Fenomena Kesurupan Massal di Limbangan, Garut: Pandangan Psikologi dan Islam
Sumber Foto: Desk Jabar
Ragam Pandang

Fenomena Kesurupan Massal di Limbangan, Garut: Pandangan Psikologi dan Islam

Baru-baru ini, sebuah perusahaan sepatu di Limbangan, Garut, menjadi sorotan publik setelah lebih dari 80 karyawan, semuanya perempuan, dilaporkan mengalami kesurupan massal. Peristiwa ini mengundang perhatian warga sekitar dan pihak perusahaan yang kemudian meminta bantuan dari aparat kepolisian, TNI, tim medis, serta puluhan ulama.

Kesurupan massal ini dilaporkan terjadi saat tim manajemen sedang mengadakan rapat harian di bagian produksi. Kesurupan dianggap sebagai kondisi di mana seseorang mengalami kehilangan kendali atas tubuh dan pikirannya, yang diyakini disebabkan oleh roh gaib. Biasanya, kondisi ini ditandai dengan perilaku tidak wajar, seperti berteriak, menjerit, atau bahkan menirukan perilaku hewan.

Ustadz Muhammad Faizar, yang pernah menjadi bintang tamu di podcast Denny Sumargo, mengisahkan pengalamannya dalam mengobati kesurupan yang dianggap parah, di mana seorang pasien bisa memanjat dinding layaknya cicak. Namun, pertanyaannya adalah, apa sebenarnya kesurupan itu dan mengapa bisa terjadi?

Definisi Kesurupan Menurut Psikologi

Dalam Kamus Besar Bahasa Indonesia, kesurupan diartikan sebagai kemasukan (setan atau roh) yang menyebabkan perilaku aneh. Menurut ahli psikologi, kesurupan dapat dijelaskan sebagai reaksi kejiwaan yang dikenal dengan istilah Disosiatif Trance Disorder (DTD). Gangguan ini muncul akibat konflik yang tidak terselesaikan dalam diri individu, yang kemudian memicu perilaku aneh ketika ada pemicu tertentu.
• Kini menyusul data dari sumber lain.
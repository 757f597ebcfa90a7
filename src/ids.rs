//! Opaque 128-bit identifiers for orders and trades.

use std::fmt;
use uuid::Uuid;

/// Unique identifier assigned to an [`Order`](crate::order::Order) at creation.
///
/// Opaque and globally unique; callers should treat it as an unstructured
/// 128-bit value and never parse or derive meaning from it.
#[derive(Debug, Clone, Copy, PartialEq, Eq, Hash, PartialOrd, Ord)]
#[cfg_attr(feature = "serde-snapshot", derive(serde::Serialize, serde::Deserialize))]
pub struct OrderId(Uuid);

impl OrderId {
    /// Generates a new random order id.
    pub fn new() -> Self {
        Self(Uuid::new_v4())
    }
}

impl Default for OrderId {
    fn default() -> Self {
        Self::new()
    }
}

impl fmt::Display for OrderId {
    fn fmt(&self, f: &mut fmt::Formatter<'_>) -> fmt::Result {
        fmt::Display::fmt(&self.0, f)
    }
}

/// Unique identifier assigned to a [`Trade`](crate::trade::Trade) at execution.
#[derive(Debug, Clone, Copy, PartialEq, Eq, Hash, PartialOrd, Ord)]
#[cfg_attr(feature = "serde-snapshot", derive(serde::Serialize, serde::Deserialize))]
pub struct TradeId(Uuid);

impl TradeId {
    /// Generates a new random trade id.
    pub fn new() -> Self {
        Self(Uuid::new_v4())
    }
}

impl Default for TradeId {
    fn default() -> Self {
        Self::new()
    }
}

impl fmt::Display for TradeId {
    fn fmt(&self, f: &mut fmt::Formatter<'_>) -> fmt::Result {
        fmt::Display::fmt(&self.0, f)
    }
}

#[cfg(test)]
mod tests {
    use super::*;

    #[test]
    fn order_ids_are_unique() {
        assert_ne!(OrderId::new(), OrderId::new());
    }

    #[test]
    fn trade_ids_are_unique() {
        assert_ne!(TradeId::new(), TradeId::new());
    }

    #[test]
    fn order_id_display_is_not_empty() {
        assert!(!OrderId::new().to_string().is_empty());
    }
}
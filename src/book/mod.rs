//! The order book: owns both side ladders, the id index, and the trade tape.

mod matching;
mod operations;
mod snapshot;

pub use snapshot::OrderBookSnapshot;

use std::collections::HashMap;

use crate::ids::OrderId;
use crate::ladder::SideLadder;
use crate::order::Side;
use crate::price::Price;
use crate::time::Timestamp;
use crate::trade::Trade;

/// A single-instrument limit order book with a price-time priority
/// matching engine.
///
/// `OrderBook` is single-threaded and synchronous: every public method
/// runs to completion before the next call is made, and there is no
/// internal concurrency of any kind (see the crate docs). A host that
/// wants to share one `OrderBook` across threads wraps the whole value in
/// a `Mutex` and serializes access through it; the invariants documented
/// on [`submit`](OrderBook::submit) and [`cancel`](OrderBook::cancel) are
/// only guaranteed at call boundaries.
#[derive(Debug, Clone)]
pub struct OrderBook {
    pub(crate) instrument: String,
    pub(crate) bids: SideLadder,
    pub(crate) asks: SideLadder,
    pub(crate) order_locations: HashMap<OrderId, (Side, Price)>,
    pub(crate) trades: Vec<Trade>,
    pub(crate) last_trade: Option<(Price, Timestamp)>,
}

impl OrderBook {
    /// Creates an empty book for `instrument`.
    pub fn new(instrument: impl Into<String>) -> Self {
        let instrument = instrument.into();
        debug_assert!(!instrument.is_empty(), "instrument id should not be empty");
        tracing::debug!(instrument = %instrument, "order book created");
        Self {
            instrument,
            bids: SideLadder::new(Side::Buy),
            asks: SideLadder::new(Side::Sell),
            order_locations: HashMap::new(),
            trades: Vec::new(),
            last_trade: None,
        }
    }

    /// The instrument this book matches orders for.
    pub fn instrument(&self) -> &str {
        &self.instrument
    }

    /// The number of live orders resting in the book.
    pub fn order_count(&self) -> usize {
        self.order_locations.len()
    }

    /// The full trade tape generated so far, in generation order.
    ///
    /// The tape is append-only and unbounded within the book; a caller
    /// running a long simulation should periodically drain whatever it
    /// needs from it. `OrderBook` does not truncate it on its own.
    pub fn trades(&self) -> &[Trade] {
        &self.trades
    }

    pub(crate) fn ladder(&self, side: Side) -> &SideLadder {
        match side {
            Side::Buy => &self.bids,
            Side::Sell => &self.asks,
        }
    }

    pub(crate) fn ladder_mut(&mut self, side: Side) -> &mut SideLadder {
        match side {
            Side::Buy => &mut self.bids,
            Side::Sell => &mut self.asks,
        }
    }
}

#[cfg(test)]
mod tests {
    use super::*;

    #[test]
    fn new_book_is_empty() {
        let book = OrderBook::new("XYZ");
        assert_eq!(book.instrument(), "XYZ");
        assert_eq!(book.order_count(), 0);
        assert!(book.trades().is_empty());
    }
}
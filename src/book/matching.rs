//! The matching core: `submit` and the price-time priority match loop.

use super::OrderBook;
use crate::error::OrderBookError;
use crate::ids::TradeId;
use crate::order::{Order, OrderKind, Side};
use crate::price::{Price, Quantity};
use crate::time::Timestamp;
use crate::trade::Trade;

impl OrderBook {
    /// Submits `order` for matching against the resting book, stamping
    /// every generated trade with `now`.
    ///
    /// # Errors
    /// Returns [`OrderBookError::InvalidOrder`] if `order.original_quantity`
    /// is zero, `order.instrument` is empty, or it does not match this
    /// book's instrument. Rejected orders never mutate book state. Every
    /// other input is well-formed by construction: `Side` and `OrderKind`
    /// are Rust enums (no "unknown side/type" is representable), and
    /// `Price`/`Quantity` are unsigned fixed-point integers (no negative or
    /// NaN price is representable either).
    ///
    /// A `FillOrKill` order that cannot be filled in full is not an error:
    /// it returns `Ok(vec![])` with the book left unchanged, per the FOK
    /// atomicity law.
    pub fn submit(&mut self, order: Order, now: Timestamp) -> Result<Vec<Trade>, OrderBookError> {
        self.validate(&order)?;
        let mut order = order;
        order.remaining = order.original_quantity;

        tracing::trace!(
            order_id = %order.id,
            side = %order.side,
            kind = %order.kind,
            price = %order.price,
            qty = %order.original_quantity,
            "submit",
        );

        if order.kind == OrderKind::FillOrKill {
            let opposite_side = order.side.opposite();
            let available = self.cumulative_available_quantity(opposite_side, &order);
            if available < order.remaining {
                tracing::trace!(
                    order_id = %order.id,
                    available = %available,
                    requested = %order.remaining,
                    "fill-or-kill rejected: insufficient liquidity",
                );
                return Ok(Vec::new());
            }
        }

        let trades = self.run_matching(&mut order, now);

        if !order.remaining.is_zero() {
            match order.kind {
                OrderKind::Limit => {
                    tracing::trace!(order_id = %order.id, remaining = %order.remaining, "booking residual");
                    self.insert_resting(order);
                }
                OrderKind::Market | OrderKind::ImmediateOrCancel | OrderKind::FillOrKill => {
                    tracing::trace!(order_id = %order.id, remaining = %order.remaining, "discarding residual");
                }
            }
        }

        Ok(trades)
    }

    fn validate(&self, order: &Order) -> Result<(), OrderBookError> {
        if order.original_quantity.is_zero() {
            return Err(OrderBookError::InvalidOrder(
                "quantity must be positive".to_string(),
            ));
        }
        if order.instrument.is_empty() {
            return Err(OrderBookError::InvalidOrder(
                "instrument must not be empty".to_string(),
            ));
        }
        if order.instrument != self.instrument {
            return Err(OrderBookError::InvalidOrder(format!(
                "order instrument '{}' does not match book instrument '{}'",
                order.instrument, self.instrument
            )));
        }
        Ok(())
    }

    /// Sums `total_quantity` over opposite-side levels walked best-first
    /// while `order`'s limit is still satisfied, stopping at the first
    /// level that fails it (ladder order is monotonic in price, so once the
    /// limit fails it fails for every level after).
    fn cumulative_available_quantity(&self, opposite_side: Side, order: &Order) -> Quantity {
        let mut sum = Quantity::new(0);
        for level in self.ladder(opposite_side).levels_best_first() {
            let satisfies = match order.side {
                Side::Buy => order.price >= level.price(),
                Side::Sell => order.price <= level.price(),
            };
            if !satisfies {
                break;
            }
            sum = sum + level.total_quantity();
        }
        sum
    }

    /// Consumes opposite-side liquidity until `order` is fully filled, the
    /// opposite ladder is empty, or the next best opposite price no longer
    /// satisfies `order`'s limit (market orders have no limit and only stop
    /// on the first two conditions).
    fn run_matching(&mut self, order: &mut Order, now: Timestamp) -> Vec<Trade> {
        let mut trades = Vec::new();
        loop {
            if order.remaining.is_zero() {
                break;
            }
            let opposite_side = order.side.opposite();
            let Some(best_price) = self.ladder(opposite_side).best_price() else {
                break;
            };
            if order.kind != OrderKind::Market {
                let crosses = match order.side {
                    Side::Buy => order.price >= best_price,
                    Side::Sell => order.price <= best_price,
                };
                if !crosses {
                    break;
                }
            }
            trades.push(self.execute_match_step(order, best_price, now));
        }
        trades
    }

    /// Matches `order` against the front of the opposite level at `price`,
    /// executing at most one trade: the resting order's price always sets
    /// the execution price (the price-improvement law).
    fn execute_match_step(&mut self, order: &mut Order, price: Price, now: Timestamp) -> Trade {
        let opposite_side = order.side.opposite();
        let Some(level) = self.ladder_mut(opposite_side).get_mut(price) else {
            tracing::warn!(side = %opposite_side, price = %price, "best price has no resting level");
            panic!("best price must have a resting level");
        };
        let Some(resting) = level.peek() else {
            tracing::warn!(side = %opposite_side, price = %price, "best level is empty");
            panic!("best level must be non-empty");
        };
        let resting_id = resting.id;
        let resting_agent_id = resting.agent_id.clone();
        let trade_qty = order.remaining.min(resting.remaining);

        level.reduce_front(trade_qty);
        order.remaining = order.remaining - trade_qty;

        let Some(front) = level.peek() else {
            tracing::warn!(side = %opposite_side, price = %price, "front order missing after a partial fill");
            panic!("front order still present after a partial fill");
        };
        let fully_filled = front.remaining.is_zero();
        if fully_filled {
            let Some(removed) = level.dequeue_front() else {
                tracing::warn!(side = %opposite_side, price = %price, "front order missing on full fill");
                panic!("front order must exist");
            };
            self.order_locations.remove(&removed.id);
        }
        self.ladder_mut(opposite_side).drop_if_empty(price);

        let (buy_order_id, sell_order_id, buyer_agent_id, seller_agent_id) = match order.side {
            Side::Buy => (
                order.id,
                resting_id,
                order.agent_id.clone(),
                resting_agent_id,
            ),
            Side::Sell => (
                resting_id,
                order.id,
                resting_agent_id,
                order.agent_id.clone(),
            ),
        };

        self.last_trade = Some((price, now));

        let trade = Trade {
            id: TradeId::new(),
            instrument: self.instrument.clone(),
            buy_order_id,
            sell_order_id,
            price,
            quantity: trade_qty,
            timestamp: now,
            buyer_agent_id,
            seller_agent_id,
        };
        tracing::trace!(
            trade_id = %trade.id,
            price = %trade.price,
            qty = %trade.quantity,
            buy_order_id = %trade.buy_order_id,
            sell_order_id = %trade.sell_order_id,
            "trade",
        );
        self.trades.push(trade.clone());
        trade
    }

    fn insert_resting(&mut self, order: Order) {
        let (side, price, id) = (order.side, order.price, order.id);
        self.ladder_mut(side).get_or_create(price).enqueue(order);
        self.order_locations.insert(id, (side, price));
    }
}

#[cfg(test)]
mod tests {
    use super::*;
    use crate::price::Quantity;

    fn limit(side: Side, price: u64, qty: u64, ts: u64, agent: &str) -> Order {
        Order::new(
            "XYZ",
            side,
            OrderKind::Limit,
            Quantity::new(qty),
            Price::new(price),
            Timestamp::new(ts),
            agent,
        )
    }

    fn market(side: Side, qty: u64, ts: u64, agent: &str) -> Order {
        Order::new(
            "XYZ",
            side,
            OrderKind::Market,
            Quantity::new(qty),
            Price::new(0),
            Timestamp::new(ts),
            agent,
        )
    }

    fn ioc(side: Side, price: u64, qty: u64, ts: u64, agent: &str) -> Order {
        Order::new(
            "XYZ",
            side,
            OrderKind::ImmediateOrCancel,
            Quantity::new(qty),
            Price::new(price),
            Timestamp::new(ts),
            agent,
        )
    }

    fn fok(side: Side, price: u64, qty: u64, ts: u64, agent: &str) -> Order {
        Order::new(
            "XYZ",
            side,
            OrderKind::FillOrKill,
            Quantity::new(qty),
            Price::new(price),
            Timestamp::new(ts),
            agent,
        )
    }

    #[test]
    fn simple_cross_produces_one_trade_and_empties_book() {
        let mut book = OrderBook::new("XYZ");
        book.submit(limit(Side::Sell, 1000, 100, 1, "seller"), Timestamp::new(1))
            .unwrap();
        let trades = book
            .submit(limit(Side::Buy, 1000, 100, 2, "buyer"), Timestamp::new(2))
            .unwrap();

        assert_eq!(trades.len(), 1);
        assert_eq!(trades[0].quantity, Quantity::new(100));
        assert_eq!(trades[0].price, Price::new(1000));
        assert!(book.best_bid().is_none());
        assert!(book.best_ask().is_none());
    }

    #[test]
    fn price_time_priority_fills_earlier_order_first() {
        let mut book = OrderBook::new("XYZ");
        book.submit(limit(Side::Sell, 1000, 50, 1, "s1"), Timestamp::new(1))
            .unwrap();
        book.submit(limit(Side::Sell, 1000, 50, 2, "s2"), Timestamp::new(2))
            .unwrap();

        let trades = book
            .submit(market(Side::Buy, 60, 3, "buyer"), Timestamp::new(3))
            .unwrap();

        assert_eq!(trades.len(), 2);
        assert_eq!(trades[0].quantity, Quantity::new(50));
        assert_eq!(trades[0].seller_agent_id, "s1");
        assert_eq!(trades[1].quantity, Quantity::new(10));
        assert_eq!(trades[1].seller_agent_id, "s2");

        let (price, qty) = book.best_ask().unwrap();
        assert_eq!(price, Price::new(1000));
        assert_eq!(qty, Quantity::new(40));
    }

    #[test]
    fn market_order_walks_levels_by_price_improvement() {
        let mut book = OrderBook::new("XYZ");
        book.submit(limit(Side::Sell, 1000, 30, 1, "s1"), Timestamp::new(1))
            .unwrap();
        book.submit(limit(Side::Sell, 1005, 30, 2, "s2"), Timestamp::new(2))
            .unwrap();

        let trades = book
            .submit(market(Side::Buy, 50, 3, "buyer"), Timestamp::new(3))
            .unwrap();

        assert_eq!(trades.len(), 2);
        assert_eq!(trades[0].price, Price::new(1000));
        assert_eq!(trades[0].quantity, Quantity::new(30));
        assert_eq!(trades[1].price, Price::new(1005));
        assert_eq!(trades[1].quantity, Quantity::new(20));

        let (price, qty) = book.best_ask().unwrap();
        assert_eq!(price, Price::new(1005));
        assert_eq!(qty, Quantity::new(10));
    }

    #[test]
    fn fok_rejects_when_liquidity_is_insufficient() {
        let mut book = OrderBook::new("XYZ");
        book.submit(limit(Side::Sell, 1000, 50, 1, "s1"), Timestamp::new(1))
            .unwrap();
        book.submit(limit(Side::Sell, 1010, 30, 2, "s2"), Timestamp::new(2))
            .unwrap();

        let trades = book
            .submit(fok(Side::Buy, 1010, 100, 3, "buyer"), Timestamp::new(3))
            .unwrap();

        assert!(trades.is_empty());
        assert!(book.trades().is_empty());
        let (price, qty) = book.best_ask().unwrap();
        assert_eq!(price, Price::new(1000));
        assert_eq!(qty, Quantity::new(50));
    }

    #[test]
    fn fok_fills_completely_when_liquidity_suffices() {
        let mut book = OrderBook::new("XYZ");
        book.submit(limit(Side::Sell, 1000, 50, 1, "s1"), Timestamp::new(1))
            .unwrap();
        book.submit(limit(Side::Sell, 1010, 50, 2, "s2"), Timestamp::new(2))
            .unwrap();

        let trades = book
            .submit(fok(Side::Buy, 1010, 80, 3, "buyer"), Timestamp::new(3))
            .unwrap();

        let total: u64 = trades.iter().map(|t| t.quantity.lots()).sum();
        assert_eq!(total, 80);
    }

    #[test]
    fn ioc_partial_fill_discards_remainder() {
        let mut book = OrderBook::new("XYZ");
        book.submit(limit(Side::Sell, 1000, 40, 1, "s1"), Timestamp::new(1))
            .unwrap();

        let trades = book
            .submit(ioc(Side::Buy, 1000, 100, 2, "buyer"), Timestamp::new(2))
            .unwrap();

        assert_eq!(trades.len(), 1);
        assert_eq!(trades[0].quantity, Quantity::new(40));
        assert!(book.best_ask().is_none());
        // the IOC's residual is discarded, not booked or cancellable
        assert_eq!(book.order_count(), 0);
    }

    #[test]
    fn market_order_against_empty_book_produces_no_trades() {
        let mut book = OrderBook::new("XYZ");
        let trades = book
            .submit(market(Side::Buy, 10, 1, "buyer"), Timestamp::new(1))
            .unwrap();
        assert!(trades.is_empty());
        assert_eq!(book.order_count(), 0);
    }

    #[test]
    fn rejects_zero_quantity() {
        let mut book = OrderBook::new("XYZ");
        let order = limit(Side::Buy, 1000, 0, 1, "buyer");
        let err = book.submit(order, Timestamp::new(1)).unwrap_err();
        assert_eq!(
            err.to_string(),
            "invalid order: quantity must be positive"
        );
    }

    #[test]
    fn rejects_mismatched_instrument() {
        let mut book = OrderBook::new("XYZ");
        let mut order = limit(Side::Buy, 1000, 10, 1, "buyer");
        order.instrument = "ABC".to_string();
        assert!(book.submit(order, Timestamp::new(1)).is_err());
    }

    #[test]
    fn non_crossing_limit_rests_without_trading() {
        let mut book = OrderBook::new("XYZ");
        book.submit(limit(Side::Sell, 1010, 10, 1, "s1"), Timestamp::new(1))
            .unwrap();
        let trades = book
            .submit(limit(Side::Buy, 1000, 10, 2, "buyer"), Timestamp::new(2))
            .unwrap();
        assert!(trades.is_empty());
        assert_eq!(book.best_bid(), Some((Price::new(1000), Quantity::new(10))));
        assert_eq!(book.best_ask(), Some((Price::new(1010), Quantity::new(10))));
    }

    #[test]
    fn aggressive_limit_trades_at_passive_price() {
        let mut book = OrderBook::new("XYZ");
        book.submit(limit(Side::Sell, 1000, 10, 1, "s1"), Timestamp::new(1))
            .unwrap();
        let trades = book
            .submit(limit(Side::Buy, 1005, 10, 2, "buyer"), Timestamp::new(2))
            .unwrap();
        assert_eq!(trades.len(), 1);
        assert_eq!(trades[0].price, Price::new(1000));
    }
}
Kesurupan massal sering kali terjadi sebagai respons histeris dari individu yang terpengaruh. Dalam banyak kasus, seorang individu yang mengalami kesurupan dapat menulari orang-orang di sekitarnya, menimbulkan kecemasan yang meluas. Fenomena ini lebih umum terjadi pada perempuan, meskipun pria juga dapat menjadi pemicu reaksi tersebut.

Pandangan Islam tentang Kesurupan

Dari perspektif Islam, kesurupan dianggap sebagai gangguan dari jin atau setan, seperti yang dijelaskan oleh Ibnu Taimiyah. Gangguan ini dapat terjadi pada saat emosi seseorang terguncang, seperti saat mengalami syahwat, amarah, atau ketakutan. Dalam sebuah hadits, disebutkan bahwa setan dapat mengalir dalam tubuh manusia, mirip dengan aliran darah.

Ustadz Abdul Somad menyarankan cara untuk mengobati kesurupan melalui ruqyah, yaitu dengan membaca beberapa ayat Al-Qur'an. Proses ini dimulai dengan membaca Al-Fatihah, diikuti dengan beberapa surat lainnya, dan ditutup dengan ayat kursi serta ayat terakhir dari surat Al-Baqarah. Setelah itu, hembusan atau tiupan dari pembaca ruqyah diusapkan ke seluruh tubuh pasien.

Kesimpulan

Fenomena kesurupan massal yang terjadi di Limbangan menunjukkan bahwa kondisi ini tidak hanya menjadi perhatian dari sudut pandang mistis, tetapi juga dapat dipahami melalui pendekatan psikologis. Baik dari perspektif ilmiah maupun religius, kesurupan tetap menjadi topik yang menarik untuk diteliti lebih dalam, mengingat kompleksitas yang melingkupinya.